Effectively Attaining the Child’s Perspective

By Karmel Mister Willis, Montgomery County Women’s Center

Attending the Texas Bar College Summer School CLE at Moody Gardens provided me with the immense opportunity to gain better insight in numerous areas of law. One topic that particularly intrigued me was the session titled “Interviewing Children: A Primer for Attorneys and Judges.”

It is widely agreed upon that children should have a voice in family law cases, especially when those cases involve family violence. However, I now also appreciate the fact that the method of interviewing is crucial to correctly assess how the child is adjusting to change in custody and/or living arrangements.

Research has shown that trainings aimed at educating attorneys and judges on the proper way to interview children are ineffective once the interviewer is back in the day-to-day work routine. Most workshop participants tend to revert back to their pre-training interview styles due to a lack of continuous feedback and assessment of their interview techniques. This pre-training interviewing style means that many children are asked leading and suggestive questions by the interviewer. This style of interviewing can be extremely harmful, especially when the interviewee is a child who is the subject of a divorce and/or child custody dispute.

Understanding a child’s perspective is crucial, especially when there are allegations of abuse against either parent or when the child is struggling due to the custody arrangements that the parents have in place. In most instances, a child exhibits their feelings in a non-verbal manner prior to the child saying anything.

For a forensic interview of a child to be effective, the following strategies must be used:

  1. the interviewer must establish rapport with the child
  2. the interviewer should only use open-ended questions
  3. the questions posed by the interviewer should be follow-ups from the child’s responses
  4. the child’s own vocabulary should be used when the interviewer asks questions

Focus Areas

To better equip individuals with the skills necessary to appropriately interview children, these interviews should include specific “focus areas.” These focus areas are thought to be part of the solution to ensuring interviewers maintain the skills long after the training has ended.

  1. The first focal point should be an assessment of the child’s physical space at each parent’s home. Things such as where the child’s toys will be kept, what is the best part of being at each parent’s home, and what does the child talk about with each parent when packing to go to the other parent’s home are all worthwhile matters to be discussed at this stage.
  2. The second area of focus should be how the child views the emotional climate at each parent’s home.
  3. A third area to focus on is an evaluation of the child’s perspective of the psychological space at each parent’s home. This includes household structure and schedules.
  4. A fourth focal point is determining the child’s experience in spending time away from the other parent. One question to be asked at this point is whether the child likes to spend time away from the other parent.
  5. A final topic to discuss is whether the child feels a sense of powerlessness through the process and the child’s feelings on whether a parent cares or not based on whether that parent exercises consistent visitations.

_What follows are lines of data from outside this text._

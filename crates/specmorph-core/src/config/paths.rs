//! Standard locations for configuration and presets

use std::path::PathBuf;

/// Root folder for specmorph files
///
/// Returns: `~/.config/specmorph` (or the platform equivalent)
pub fn default_config_dir() -> PathBuf {
    dirs::config_dir()
        .or_else(dirs::home_dir)
        .unwrap_or_else(|| PathBuf::from("."))
        .join("specmorph")
}

/// Default engine config file: `<config dir>/engine.yaml`
pub fn default_config_path() -> PathBuf {
    default_config_dir().join("engine.yaml")
}

/// Default preset folder: `<config dir>/presets`
pub fn default_preset_dir() -> PathBuf {
    default_config_dir().join("presets")
}

#[cfg(test)]
mod tests {
    use super::*;

    #[test]
    fn test_config_path_ends_with_filename() {
        assert!(default_config_path().ends_with("specmorph/engine.yaml"));
    }

    #[test]
    fn test_preset_dir_under_config_dir() {
        assert!(default_preset_dir().starts_with(default_config_dir()));
    }
}
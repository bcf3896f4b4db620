//! UI-facing magnitude snapshot
//!
//! The audio thread publishes per-bin magnitudes (dB) after the dynamics
//! stage. Publishing uses `try_lock` only: if the UI is mid-read the frame's
//! capture is skipped, never waited for.

use parking_lot::{Mutex, MutexGuard};

use crate::types::MAX_LUT_BINS;

/// Floor of the displayed magnitude range (dB)
pub const SPECTROGRAPH_FLOOR_DB: f32 = -60.0;

/// One published magnitude frame
#[derive(Debug, Clone)]
pub struct SpectrographFrame {
    /// Per channel, per bin magnitude in dB, floored at −60
    pub magnitudes_db: [Vec<f32>; 2],
    /// Bins valid in `magnitudes_db`
    pub num_bins: usize,
    /// Incremented on every successful publish
    pub sequence: u64,
}

/// Try-lock guarded magnitude buffer shared with the UI
#[derive(Debug)]
pub struct Spectrograph {
    frame: Mutex<SpectrographFrame>,
}

impl Spectrograph {
    pub fn new() -> Self {
        Self {
            frame: Mutex::new(SpectrographFrame {
                magnitudes_db: std::array::from_fn(|_| vec![SPECTROGRAPH_FLOOR_DB; MAX_LUT_BINS]),
                num_bins: 0,
                sequence: 0,
            }),
        }
    }

    /// Publish a frame from the audio thread
    ///
    /// Returns false (and drops the frame) if the lock is held elsewhere.
    pub fn publish(&self, left: &[f32], right: &[f32]) -> bool {
        let Some(mut frame) = self.frame.try_lock() else {
            return false;
        };
        let n = left.len().min(right.len()).min(MAX_LUT_BINS);
        frame.magnitudes_db[0][..n].copy_from_slice(&left[..n]);
        frame.magnitudes_db[1][..n].copy_from_slice(&right[..n]);
        frame.num_bins = n;
        frame.sequence = frame.sequence.wrapping_add(1);
        true
    }

    /// Hold the frame for reading (UI side)
    pub fn read(&self) -> MutexGuard<'_, SpectrographFrame> {
        self.frame.lock()
    }

    /// Copy of the latest frame
    pub fn snapshot(&self) -> SpectrographFrame {
        self.frame.lock().clone()
    }
}

impl Default for Spectrograph {
    fn default() -> Self {
        Self::new()
    }
}

/// Convert a normalized magnitude to display dB
#[inline]
pub fn magnitude_db(normalized: f32) -> f32 {
    if normalized > 0.0 {
        (20.0 * normalized.log10()).max(SPECTROGRAPH_FLOOR_DB)
    } else {
        SPECTROGRAPH_FLOOR_DB
    }
}
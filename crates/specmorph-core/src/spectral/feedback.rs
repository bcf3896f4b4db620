//! Feedback accumulators carried from one frame to the next

use realfft::num_complex::Complex32;

use crate::types::Channel;

const ZERO: Complex32 = Complex32::new(0.0, 0.0);

/// Per-bin, per-channel complex feedback values
#[derive(Debug, Clone)]
pub struct FeedbackState {
    values: [Vec<Complex32>; 2],
    /// Something non-zero may have been stored since the last clear
    dirty: bool,
}

impl FeedbackState {
    pub fn new(num_bins: usize) -> Self {
        Self {
            values: std::array::from_fn(|_| vec![ZERO; num_bins]),
            dirty: false,
        }
    }

    #[inline]
    pub fn get(&self, channel: Channel, bin: usize) -> Complex32 {
        self.values[channel.index()][bin]
    }

    /// Store next frame's feedback for a bin
    ///
    /// Non-finite values are stored as zero. Returns true if the value had to
    /// be sanitized.
    #[inline]
    pub fn store(&mut self, channel: Channel, bin: usize, value: Complex32) -> bool {
        let finite = value.re.is_finite() && value.im.is_finite();
        self.values[channel.index()][bin] = if finite { value } else { ZERO };
        if finite && value != ZERO {
            self.dirty = true;
        }
        !finite
    }

    /// Zero every accumulator
    ///
    /// Cheap when nothing was stored since the previous clear.
    pub fn clear(&mut self) {
        if self.dirty {
            for ch in &mut self.values {
                ch.fill(ZERO);
            }
            self.dirty = false;
        }
    }

    pub fn is_silent(&self) -> bool {
        self.values.iter().all(|ch| ch.iter().all(|v| *v == ZERO))
    }
}
//! Configuration
//!
//! - [`EngineConfig`]: sample rate, FFT framing and processing switches
//! - `engine.yaml` loading (validated, defaults on failure) and saving
//! - Standard config and preset locations
//!
//! ```ignore
//! use specmorph_core::config::{load_config, default_config_path, EngineConfig};
//!
//! let config: EngineConfig = load_config(&default_config_path());
//! ```

mod engine;
mod io;
mod paths;

pub use engine::{EngineConfig, MAX_FFT_SIZE, MAX_OVERLAP_FACTOR, MIN_FFT_SIZE};
pub use io::{load_config, save_config};
pub use paths::{default_config_dir, default_config_path, default_preset_dir};
//! Specmorph Core - Stereo STFT spectral effects with four morphable banks
//!
//! Each FFT bin of each channel gets its own delay, crossfeed pan, feedback,
//! gain/gate/clip and frequency shift/multiply, all drawn as curves over
//! frequency. Four complete curve banks sit on the corners of a morph pad
//! and are blended per bin.
//!
//! - [`curve`], [`bank`], [`morph`]: authoring model
//! - [`spectral`]: per-frame bin transform
//! - [`engine`]: real-time processor, control handle, overlap-add framing
//! - [`state`], [`config`]: presets and engine configuration

pub mod bank;
pub mod config;
pub mod curve;
pub mod engine;
pub mod error;
pub mod morph;
pub mod observe;
pub mod spectral;
pub mod state;
pub mod types;
pub mod units;

pub use engine::{create_engine, EngineController, SpectralEngine};
pub use error::{CurveEditError, EngineError, EngineResult, StateError, StateResult};
pub use types::*;
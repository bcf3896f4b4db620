//! Normalized ↔ physical unit conversions
//!
//! Curves store normalized values. These helpers turn them into the
//! physical quantities the spectral frame works with, and back again for
//! numerically entered points:
//!
//! | Family    | Normalized y → physical                  |
//! |-----------|------------------------------------------|
//! | Delay     | `max^y` ms (log) or `y·max` ms (linear)  |
//! | Pan       | passthrough, 0 = same side, 1 = opposite |
//! | Feedback  | `y·66 − 60` dB, y ≤ 0 → silence          |
//! | Dynamics  | `y·60 − 60` dB, y ≤ 0 → silence          |
//! | Shift     | `(y − 0.5)·20000` Hz                     |
//! | Multiply  | `0.1·100^y` ×                            |
//!
//! X is log-frequency between 20 Hz and Nyquist.

use crate::types::{CurveFamily, CurveKind};

/// Lowest frequency on the curve x axis
pub const MIN_FREQUENCY_HZ: f32 = 20.0;

/// Feedback curve floor in dB (y = 0)
pub const FEEDBACK_FLOOR_DB: f32 = -60.0;

/// Feedback curve ceiling in dB (y = 1)
pub const FEEDBACK_CEILING_DB: f32 = 6.0;

/// Dynamics curve floor in dB (y = 0); y = 1 is 0 dB
pub const DYNAMICS_FLOOR_DB: f32 = -60.0;

/// Highest dynamics value accepted by numeric point entry
pub const DYNAMICS_ENTRY_MAX_DB: f32 = 48.0;

/// Full shift range in Hz (±half of this)
pub const SHIFT_RANGE_HZ: f32 = 20000.0;

/// Smallest multiply factor (y = 0)
pub const MULTIPLY_MIN: f32 = 0.1;

/// Largest multiply factor (y = 1)
pub const MULTIPLY_MAX: f32 = 10.0;

// ────────────────────────────────────────────────────────────────────
// Frequency axis
// ────────────────────────────────────────────────────────────────────

/// Centre frequency of an FFT bin
#[inline]
pub fn bin_frequency(bin: usize, sample_rate: f32, fft_size: usize) -> f32 {
    bin as f32 * sample_rate / fft_size as f32
}

/// Map a frequency to the curve x axis (log scale, 20 Hz → 0, Nyquist → 1)
///
/// Frequencies below 20 Hz map to 0.
pub fn frequency_to_normalized(freq_hz: f32, sample_rate: f32) -> f32 {
    let nyquist = sample_rate * 0.5;
    if freq_hz < MIN_FREQUENCY_HZ || nyquist <= MIN_FREQUENCY_HZ {
        return 0.0;
    }
    let log_min = MIN_FREQUENCY_HZ.log10();
    let span = nyquist.log10() - log_min;
    ((freq_hz.log10() - log_min) / span).clamp(0.0, 1.0)
}

/// Inverse of [`frequency_to_normalized`]
pub fn normalized_to_frequency(x: f32, sample_rate: f32) -> f32 {
    let nyquist = sample_rate * 0.5;
    MIN_FREQUENCY_HZ * (nyquist / MIN_FREQUENCY_HZ).powf(x.clamp(0.0, 1.0))
}

// ────────────────────────────────────────────────────────────────────
// Gain
// ────────────────────────────────────────────────────────────────────

/// dB to linear amplitude
#[inline]
pub fn db_to_linear(db: f32) -> f32 {
    10.0_f32.powf(db / 20.0)
}

/// Feedback curve value to linear gain (y ≤ 0 is exactly 0)
#[inline]
pub fn feedback_gain(y: f32) -> f32 {
    if y <= 0.0 {
        return 0.0;
    }
    db_to_linear(y * (FEEDBACK_CEILING_DB - FEEDBACK_FLOOR_DB) + FEEDBACK_FLOOR_DB)
}

/// Dynamics curve value (pre-gain, gate, clip) to linear gain (y ≤ 0 is exactly 0)
#[inline]
pub fn dynamics_gain(y: f32) -> f32 {
    if y <= 0.0 {
        return 0.0;
    }
    db_to_linear(y * -DYNAMICS_FLOOR_DB + DYNAMICS_FLOOR_DB)
}

pub fn feedback_db_to_normalized(db: f32) -> f32 {
    (db - FEEDBACK_FLOOR_DB) / (FEEDBACK_CEILING_DB - FEEDBACK_FLOOR_DB)
}

pub fn dynamics_db_to_normalized(db: f32) -> f32 {
    (db - DYNAMICS_FLOOR_DB) / -DYNAMICS_FLOOR_DB
}

// ────────────────────────────────────────────────────────────────────
// Delay
// ────────────────────────────────────────────────────────────────────

/// Delay curve value to milliseconds
///
/// Log scale maps y onto `max_ms^y`, so y = 0 is 1 ms rather than 0.
#[inline]
pub fn delay_ms(y: f32, max_ms: f32, log_scale: bool) -> f32 {
    if log_scale {
        max_ms.powf(y)
    } else {
        y * max_ms
    }
}

/// Milliseconds to delay curve value
pub fn delay_ms_to_normalized(ms: f32, max_ms: f32, log_scale: bool) -> f32 {
    if max_ms <= 0.0 {
        return 0.0;
    }
    if log_scale && max_ms > 1.0 {
        ms.max(1.0).ln() / max_ms.ln()
    } else {
        ms / max_ms
    }
}

/// Milliseconds to samples
#[inline]
pub fn ms_to_samples(ms: f32, sample_rate: f32) -> f32 {
    ms / 1000.0 * sample_rate
}

/// Number of hop frames needed to hold `max_ms` of delay, plus the
/// write slot
pub fn delay_capacity_frames(max_ms: f32, sample_rate: f32, hop_size: usize) -> usize {
    let frames = (ms_to_samples(max_ms.max(0.0), sample_rate) / hop_size.max(1) as f32).ceil();
    frames as usize + 1
}

// ────────────────────────────────────────────────────────────────────
// Shift / multiply
// ────────────────────────────────────────────────────────────────────

/// Shift curve value to Hz (0.5 → 0 Hz)
#[inline]
pub fn shift_hz(y: f32) -> f32 {
    (y - 0.5) * SHIFT_RANGE_HZ
}

pub fn shift_hz_to_normalized(hz: f32) -> f32 {
    hz / SHIFT_RANGE_HZ + 0.5
}

/// Multiply curve value to factor (0.5 → ×1)
#[inline]
pub fn multiply_factor(y: f32) -> f32 {
    MULTIPLY_MIN * (MULTIPLY_MAX / MULTIPLY_MIN).powf(y)
}

pub fn multiply_factor_to_normalized(factor: f32) -> f32 {
    (factor / MULTIPLY_MIN).log10() / (MULTIPLY_MAX / MULTIPLY_MIN).log10()
}

// ────────────────────────────────────────────────────────────────────
// Numeric point entry
// ────────────────────────────────────────────────────────────────────

/// Physical range a numerically entered value must fall in
///
/// Delay ranges depend on the bank's configured maximum for the curve's
/// channel, so it is passed in.
pub fn entry_range(kind: CurveKind, delay_max_ms: f32) -> (f32, f32) {
    match kind.family() {
        CurveFamily::Delay => (0.0, delay_max_ms),
        CurveFamily::Pan => (0.0, 1.0),
        CurveFamily::Feedback => (FEEDBACK_FLOOR_DB, FEEDBACK_CEILING_DB),
        CurveFamily::PreGain | CurveFamily::MinGate | CurveFamily::MaxClip => {
            (DYNAMICS_FLOOR_DB, DYNAMICS_ENTRY_MAX_DB)
        }
        CurveFamily::Shift => (-SHIFT_RANGE_HZ * 0.5, SHIFT_RANGE_HZ * 0.5),
        CurveFamily::Multiply => (MULTIPLY_MIN, MULTIPLY_MAX),
    }
}

/// Convert an entered physical value to a curve value (unclamped)
pub fn physical_to_normalized(
    kind: CurveKind,
    value: f32,
    delay_max_ms: f32,
    delay_log_scale: bool,
) -> f32 {
    match kind.family() {
        CurveFamily::Delay => delay_ms_to_normalized(value, delay_max_ms, delay_log_scale),
        CurveFamily::Pan => value,
        CurveFamily::Feedback => feedback_db_to_normalized(value),
        CurveFamily::PreGain | CurveFamily::MinGate | CurveFamily::MaxClip => {
            dynamics_db_to_normalized(value)
        }
        CurveFamily::Shift => shift_hz_to_normalized(value),
        CurveFamily::Multiply => multiply_factor_to_normalized(value),
    }
}
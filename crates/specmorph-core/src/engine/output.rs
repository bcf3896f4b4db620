//! Sample-domain output stage
//!
//! Applied to every reconstructed sample, in order:
//! 1. morph-blended bank gain
//! 2. morph-blended bank soft clip (`T·tanh(s/T)`, only below −0.01 dB)
//! 3. morph-blended bank balance (equal power, unity at centre)
//! 4. master gain and master soft clip
//! 5. dry/wet against the unprocessed input
//!
//! Parameters are resolved once per block so nothing inside the sample loop
//! can change mid-block.

use std::f32::consts::{FRAC_PI_2, SQRT_2};

use crate::bank::ParameterBank;
use crate::morph::MorphWeights;
use crate::types::{StereoSample, NUM_BANKS};
use crate::units::db_to_linear;

/// Clip thresholds at or above this (dB) disable the clipper
const CLIP_OFF_DB: f32 = -0.01;

/// Range of master gain (dB)
pub const MASTER_GAIN_RANGE_DB: (f32, f32) = (-40.0, 12.0);

/// Range of master soft-clip threshold (dB)
pub const MASTER_CLIP_RANGE_DB: (f32, f32) = (-20.0, 0.0);

/// Weight of the new block peak in the smoothed meter value
const METER_ATTACK: f32 = 0.3;

/// Master section settings (lock-free, published as atomics)
#[derive(Debug, Clone, Copy, PartialEq)]
pub struct MasterSettings {
    pub gain_db: f32,
    pub clip_db: f32,
    /// 0 = dry only, 1 = wet only
    pub dry_wet: f32,
}

impl Default for MasterSettings {
    fn default() -> Self {
        Self {
            gain_db: 0.0,
            clip_db: 0.0,
            dry_wet: 1.0,
        }
    }
}

/// Resolved per-block output parameters
#[derive(Debug, Clone, Copy, PartialEq)]
pub struct OutputStage {
    bank_gain: f32,
    bank_clip: Option<f32>,
    balance: (f32, f32),
    master_gain: f32,
    master_clip: Option<f32>,
    dry_wet: f32,
}

impl OutputStage {
    /// Blend the banks' output settings and combine with the master section
    pub fn new(
        banks: &[ParameterBank; NUM_BANKS],
        weights: &MorphWeights,
        master: &MasterSettings,
    ) -> Self {
        let gain_db = weights.blend(std::array::from_fn(|b| banks[b].settings().gain_db));
        let clip_db =
            weights.blend(std::array::from_fn(|b| banks[b].settings().soft_clip_threshold_db));
        let pan = weights.blend(std::array::from_fn(|b| banks[b].settings().pan));

        let angle = (pan.clamp(-1.0, 1.0) + 1.0) * 0.5 * FRAC_PI_2;
        Self {
            bank_gain: db_to_linear(gain_db),
            bank_clip: clip_threshold(clip_db),
            balance: (angle.cos() * SQRT_2, angle.sin() * SQRT_2),
            master_gain: db_to_linear(master.gain_db),
            master_clip: clip_threshold(master.clip_db),
            dry_wet: master.dry_wet.clamp(0.0, 1.0),
        }
    }

    /// Stage that passes the wet signal through untouched
    pub fn identity() -> Self {
        Self {
            bank_gain: 1.0,
            bank_clip: None,
            balance: (1.0, 1.0),
            master_gain: 1.0,
            master_clip: None,
            dry_wet: 1.0,
        }
    }

    #[inline]
    pub fn apply(&self, wet: StereoSample, dry: StereoSample) -> StereoSample {
        let mut l = wet.left * self.bank_gain;
        let mut r = wet.right * self.bank_gain;
        if let Some(t) = self.bank_clip {
            l = soft_clip(l, t);
            r = soft_clip(r, t);
        }
        l *= self.balance.0;
        r *= self.balance.1;

        l *= self.master_gain;
        r *= self.master_gain;
        if let Some(t) = self.master_clip {
            l = soft_clip(l, t);
            r = soft_clip(r, t);
        }

        if self.dry_wet < 1.0 {
            l = dry.left + self.dry_wet * (l - dry.left);
            r = dry.right + self.dry_wet * (r - dry.right);
        }
        StereoSample::new(l, r)
    }
}

impl Default for OutputStage {
    fn default() -> Self {
        Self::identity()
    }
}

fn clip_threshold(db: f32) -> Option<f32> {
    (db < CLIP_OFF_DB).then(|| db_to_linear(db))
}

#[inline]
fn soft_clip(sample: f32, threshold: f32) -> f32 {
    threshold * (sample / threshold).tanh()
}

/// Exponentially smoothed per-channel peak meter
#[derive(Debug, Clone, Copy, Default)]
pub struct LevelMeter {
    levels: [f32; 2],
}

impl LevelMeter {
    /// Fold in one block's peaks and return the smoothed levels
    pub fn update(&mut self, block_peak: [f32; 2]) -> [f32; 2] {
        for (level, peak) in self.levels.iter_mut().zip(block_peak) {
            *level = *level * (1.0 - METER_ATTACK) + peak * METER_ATTACK;
        }
        self.levels
    }

    pub fn levels(&self) -> [f32; 2] {
        self.levels
    }

    pub fn reset(&mut self) {
        self.levels = [0.0; 2];
    }
}

#[cfg(test)]
mod tests {
    use super::*;
    use crate::bank::BankSettings;
    use crate::morph::MorphPosition;

    fn banks() -> [ParameterBank; NUM_BANKS] {
        std::array::from_fn(|_| ParameterBank::new())
    }

    #[test]
    fn test_default_banks_are_transparent() {
        let stage = OutputStage::new(&banks(), &MorphWeights::default(), &MasterSettings::default());
        let s = StereoSample::new(0.7, -0.3);
        let out = stage.apply(s, StereoSample::silence());
        assert!((out.left - 0.7).abs() < 1e-6);
        assert!((out.right + 0.3).abs() < 1e-6);
    }

    #[test]
    fn test_gain_blends_in_db() {
        let mut banks = banks();
        banks[1].set_settings(BankSettings {
            gain_db: -12.0,
            ..BankSettings::default()
        });
        let weights = MorphPosition::new(0.5, 0.0).weights();
        let stage = OutputStage::new(&banks, &weights, &MasterSettings::default());
        let out = stage.apply(StereoSample::new(1.0, 1.0), StereoSample::silence());
        assert!((out.left - db_to_linear(-6.0)).abs() < 1e-5);
    }

    #[test]
    fn test_soft_clip_engages_below_zero_db() {
        let mut banks = banks();
        banks[0].set_settings(BankSettings {
            soft_clip_threshold_db: -6.0,
            ..BankSettings::default()
        });
        let stage = OutputStage::new(&banks, &MorphWeights::default(), &MasterSettings::default());
        let t = db_to_linear(-6.0);
        let out = stage.apply(StereoSample::new(2.0, -2.0), StereoSample::silence());
        assert!(out.left < t && out.left > t * 0.99);
        assert!(out.right > -t);
    }

    #[test]
    fn test_balance_hard_left() {
        let mut banks = banks();
        banks[0].set_settings(BankSettings {
            pan: -1.0,
            ..BankSettings::default()
        });
        let stage = OutputStage::new(&banks, &MorphWeights::default(), &MasterSettings::default());
        let out = stage.apply(StereoSample::new(1.0, 1.0), StereoSample::silence());
        assert!((out.left - SQRT_2).abs() < 1e-5);
        assert!(out.right.abs() < 1e-5);
    }

    #[test]
    fn test_master_clip_and_dry_wet() {
        let master = MasterSettings {
            gain_db: 0.0,
            clip_db: -0.005,
            dry_wet: 0.25,
        };
        let stage = OutputStage::new(&banks(), &MorphWeights::default(), &master);
        let out = stage.apply(StereoSample::new(1.0, 0.0), StereoSample::new(0.0, 1.0));
        // -0.005 dB is above the clip cutoff: no clipping
        assert!((out.left - 0.25).abs() < 1e-6);
        assert!((out.right - 0.75).abs() < 1e-6);
    }

    #[test]
    fn test_level_meter_smoothing() {
        let mut meter = LevelMeter::default();
        let levels = meter.update([1.0, 0.0]);
        assert!((levels[0] - 0.3).abs() < 1e-6);
        let levels = meter.update([1.0, 0.0]);
        assert!((levels[0] - 0.51).abs() < 1e-6);
        assert_eq!(levels[1], 0.0);
    }
}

If an interviewer focuses on these five points, the interview should be effective.

Overall, the goal in performing children’s forensic interviews is to gain an honest voice from a child. The interviewer should not in any manner influence the child’s perspective. The interviewer’s role is to make the child feel comfortable to share their feelings and thoughts, so the interviewer can better gauge what is best for the child. If an interviewer maintains a focused interview on the topics and asks questions without leading, it is hoped that the child’s perspective of the circumstances will be clear and true.